Scottish Sea Farms has previously stated its intention to establish a similar offshore farm in Scottish waters and has the backing of both SalMar and co-owner Lerøy, although it has yet to identify a site. The option to choose an off-the-shelf design from SalMar could both cut costs and speed up implementation.
SalMar announced the private placement of 4,500,000 new shares at a subscription price of NOK 602 per share after close of business on the Oslo stock exchange yesterday and had concluded the sale within a few hours.
“The Private Placement received strong interest from high quality institutional investors in the Nordics and internationally, and was multiple times oversubscribed,” the company said in a market announcement.
It added that it had a strong track record of profitable growth during its 30-year history through operational excellence, organic growth and strategic mergers and acquisitions and sees several attractive growth and investment opportunities including offshore farming.
“SalMar has also taken a pole position in developing large-scale offshore farming, initially in Norway and eventually in other suitable locations,” stated the company.
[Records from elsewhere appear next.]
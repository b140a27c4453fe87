//! Shared fixtures for the end-to-end tests.

#![allow(dead_code)]

use std::time::Duration;

use gizmo::config::{HealthCheckKind, ServerConfig};
use gizmo::server::{DrainSettings, LoadBalancerHealthCheck, Server};

/// Ephemeral ports, fast polling and a short shutdown deadline.
pub fn config(kind: HealthCheckKind) -> ServerConfig {
    ServerConfig {
        server_name: "scenario".to_string(),
        http_addr: "127.0.0.1".to_string(),
        http_port: 0,
        rpc_port: 0,
        health_check_type: kind,
        shutdown_timeout: Duration::from_secs(5),
        poll_interval: Duration::from_millis(10),
        ..ServerConfig::default()
    }
}

/// A started server behind a load balancer health check on `/status.txt`.
pub async fn lb_server(grace: Duration) -> Server {
    let config = config(HealthCheckKind::Lb);
    let check = LoadBalancerHealthCheck::new("/status.txt", &config.server_name)
        .with_grace(grace)
        .with_drain(DrainSettings::from_config(&config));
    let server = Server::builder(config).health_check(check).build().unwrap();
    server.start().await.unwrap();
    server
}

/// An unstarted server with the simple health check.
pub fn simple_server() -> Server {
    Server::new(config(HealthCheckKind::Simple)).unwrap()
}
“This is being pursued through the application for the establishment of the Smart Fish Farm pilot project for production in the open ocean where the company has received eight development licences and through building an organisation and a construction pipeline to allow the rapid development of large-scale offshore and semi-offshore sustainable salmon farming, based on SalMar’s sustainable, best in class operational performance.
“The net proceeds from the Private Placement will be applied across these opportunities, subject to strict profitability and operational quality criteria.”
Kverva Industrier AS, SalMar’s largest shareholder and a company closely associated with the primary insiders Gustav M Witzøe and Kverva AS, as well as SalMar chief executive Gustav Witzøe, have been allotted 498,339 of the issued shares, and will after completion own 59.9 million shares in SalMar. In the first announcement, it was emphasised that Kverva Industrier AS would in all cases own more than 50% of SalMar’s shares after the issue.
LIN AS, a company in close relationship with SalMar and Scottish Sea Farms chair Leif Inge Nordhammer, has been allotted 25,065 new shares and will thus own 1.30 million shares.